START TASK MATERIAL

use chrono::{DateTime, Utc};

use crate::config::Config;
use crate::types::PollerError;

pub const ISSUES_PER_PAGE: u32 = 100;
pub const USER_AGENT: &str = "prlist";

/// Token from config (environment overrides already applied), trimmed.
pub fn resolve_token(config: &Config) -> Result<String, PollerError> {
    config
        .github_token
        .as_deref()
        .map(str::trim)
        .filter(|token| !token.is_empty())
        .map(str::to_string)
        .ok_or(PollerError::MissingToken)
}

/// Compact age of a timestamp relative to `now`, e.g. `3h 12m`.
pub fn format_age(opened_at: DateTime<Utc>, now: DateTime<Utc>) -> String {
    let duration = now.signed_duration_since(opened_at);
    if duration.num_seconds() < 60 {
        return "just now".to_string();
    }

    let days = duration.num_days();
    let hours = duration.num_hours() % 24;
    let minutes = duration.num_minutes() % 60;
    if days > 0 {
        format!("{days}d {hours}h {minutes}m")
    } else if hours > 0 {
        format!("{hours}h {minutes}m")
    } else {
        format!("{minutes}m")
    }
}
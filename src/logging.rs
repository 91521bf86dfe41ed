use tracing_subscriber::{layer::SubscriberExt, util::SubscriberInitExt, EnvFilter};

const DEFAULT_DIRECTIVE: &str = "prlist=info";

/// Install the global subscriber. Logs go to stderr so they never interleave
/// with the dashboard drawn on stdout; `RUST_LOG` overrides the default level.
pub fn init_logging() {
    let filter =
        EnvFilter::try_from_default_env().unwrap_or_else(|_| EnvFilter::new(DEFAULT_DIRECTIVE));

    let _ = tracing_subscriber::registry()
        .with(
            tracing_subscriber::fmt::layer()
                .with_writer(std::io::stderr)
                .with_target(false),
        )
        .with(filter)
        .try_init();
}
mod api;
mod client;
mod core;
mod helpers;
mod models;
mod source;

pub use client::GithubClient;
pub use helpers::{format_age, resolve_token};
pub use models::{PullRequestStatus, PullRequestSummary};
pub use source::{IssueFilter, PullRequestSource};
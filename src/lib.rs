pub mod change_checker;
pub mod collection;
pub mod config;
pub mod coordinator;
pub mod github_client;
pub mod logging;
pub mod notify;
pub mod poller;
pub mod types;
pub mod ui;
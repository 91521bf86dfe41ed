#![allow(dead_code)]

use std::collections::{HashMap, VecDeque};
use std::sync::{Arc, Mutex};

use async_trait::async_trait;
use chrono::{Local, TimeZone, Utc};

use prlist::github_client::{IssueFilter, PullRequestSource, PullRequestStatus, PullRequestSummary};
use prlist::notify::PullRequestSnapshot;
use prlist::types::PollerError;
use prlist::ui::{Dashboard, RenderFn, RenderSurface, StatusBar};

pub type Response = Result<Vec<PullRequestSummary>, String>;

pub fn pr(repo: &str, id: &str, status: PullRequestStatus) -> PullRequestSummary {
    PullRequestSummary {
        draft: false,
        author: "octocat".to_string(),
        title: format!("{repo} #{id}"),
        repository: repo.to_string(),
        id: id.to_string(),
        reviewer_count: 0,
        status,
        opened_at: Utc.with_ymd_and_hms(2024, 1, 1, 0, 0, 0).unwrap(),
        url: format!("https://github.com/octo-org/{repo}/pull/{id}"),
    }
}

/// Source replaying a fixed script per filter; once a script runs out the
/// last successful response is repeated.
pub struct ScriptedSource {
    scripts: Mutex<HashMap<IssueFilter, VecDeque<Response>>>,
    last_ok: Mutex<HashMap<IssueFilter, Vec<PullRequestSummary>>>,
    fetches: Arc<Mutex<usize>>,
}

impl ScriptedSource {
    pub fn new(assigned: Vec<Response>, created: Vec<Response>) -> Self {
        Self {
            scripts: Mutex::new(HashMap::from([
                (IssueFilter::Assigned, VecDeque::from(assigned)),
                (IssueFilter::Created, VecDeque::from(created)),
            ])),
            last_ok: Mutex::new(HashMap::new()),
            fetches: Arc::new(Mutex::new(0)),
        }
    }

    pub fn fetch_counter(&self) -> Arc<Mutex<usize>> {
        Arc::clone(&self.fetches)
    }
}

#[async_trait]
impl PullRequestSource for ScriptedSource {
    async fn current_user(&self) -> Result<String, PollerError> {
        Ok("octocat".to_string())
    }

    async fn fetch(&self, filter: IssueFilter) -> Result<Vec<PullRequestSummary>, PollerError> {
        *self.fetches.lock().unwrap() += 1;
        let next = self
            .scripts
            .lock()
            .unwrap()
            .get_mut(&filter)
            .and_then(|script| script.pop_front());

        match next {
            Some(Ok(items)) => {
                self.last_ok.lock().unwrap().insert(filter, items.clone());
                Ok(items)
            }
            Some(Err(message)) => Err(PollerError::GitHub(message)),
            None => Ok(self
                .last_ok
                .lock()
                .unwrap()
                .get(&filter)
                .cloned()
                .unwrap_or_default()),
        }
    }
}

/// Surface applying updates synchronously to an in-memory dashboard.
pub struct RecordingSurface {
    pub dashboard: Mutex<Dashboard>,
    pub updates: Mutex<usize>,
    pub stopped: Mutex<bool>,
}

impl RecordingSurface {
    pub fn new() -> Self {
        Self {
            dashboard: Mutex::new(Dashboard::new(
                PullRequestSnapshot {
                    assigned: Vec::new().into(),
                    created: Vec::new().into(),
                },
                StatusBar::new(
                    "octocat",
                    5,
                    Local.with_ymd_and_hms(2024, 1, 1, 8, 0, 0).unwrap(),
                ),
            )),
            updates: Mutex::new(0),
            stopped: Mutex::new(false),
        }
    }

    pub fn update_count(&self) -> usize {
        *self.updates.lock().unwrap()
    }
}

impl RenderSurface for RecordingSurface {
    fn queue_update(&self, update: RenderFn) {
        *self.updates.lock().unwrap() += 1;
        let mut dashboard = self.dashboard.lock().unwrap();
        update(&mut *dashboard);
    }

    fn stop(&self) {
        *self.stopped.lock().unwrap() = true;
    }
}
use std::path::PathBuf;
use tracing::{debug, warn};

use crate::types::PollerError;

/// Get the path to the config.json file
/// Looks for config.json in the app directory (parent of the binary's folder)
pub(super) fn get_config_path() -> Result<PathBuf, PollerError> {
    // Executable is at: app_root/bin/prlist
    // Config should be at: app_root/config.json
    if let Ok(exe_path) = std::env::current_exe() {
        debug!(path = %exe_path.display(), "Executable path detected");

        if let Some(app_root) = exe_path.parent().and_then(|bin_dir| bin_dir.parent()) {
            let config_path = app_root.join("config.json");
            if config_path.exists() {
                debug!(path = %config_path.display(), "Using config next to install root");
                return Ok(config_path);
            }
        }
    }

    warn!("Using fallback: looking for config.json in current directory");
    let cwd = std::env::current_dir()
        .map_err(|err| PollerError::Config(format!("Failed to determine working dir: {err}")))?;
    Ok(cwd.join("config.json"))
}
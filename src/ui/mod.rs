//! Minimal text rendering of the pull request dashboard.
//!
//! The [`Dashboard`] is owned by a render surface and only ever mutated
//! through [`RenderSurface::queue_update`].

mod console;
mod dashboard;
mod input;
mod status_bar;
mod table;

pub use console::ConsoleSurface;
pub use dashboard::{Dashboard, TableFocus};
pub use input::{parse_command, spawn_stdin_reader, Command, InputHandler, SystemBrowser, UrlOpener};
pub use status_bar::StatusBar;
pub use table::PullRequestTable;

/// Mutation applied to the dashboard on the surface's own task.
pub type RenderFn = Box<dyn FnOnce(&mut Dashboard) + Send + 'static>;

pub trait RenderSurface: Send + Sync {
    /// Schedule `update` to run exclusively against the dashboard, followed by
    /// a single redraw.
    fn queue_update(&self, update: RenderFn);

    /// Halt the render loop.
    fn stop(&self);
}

END TASK MATERIAL

Report, from the entries above, each line where "PullRequestSnapshot" is found.

# RESULT BELOW
use prlist::notify::PullRequestSnapshot;
                PullRequestSnapshot {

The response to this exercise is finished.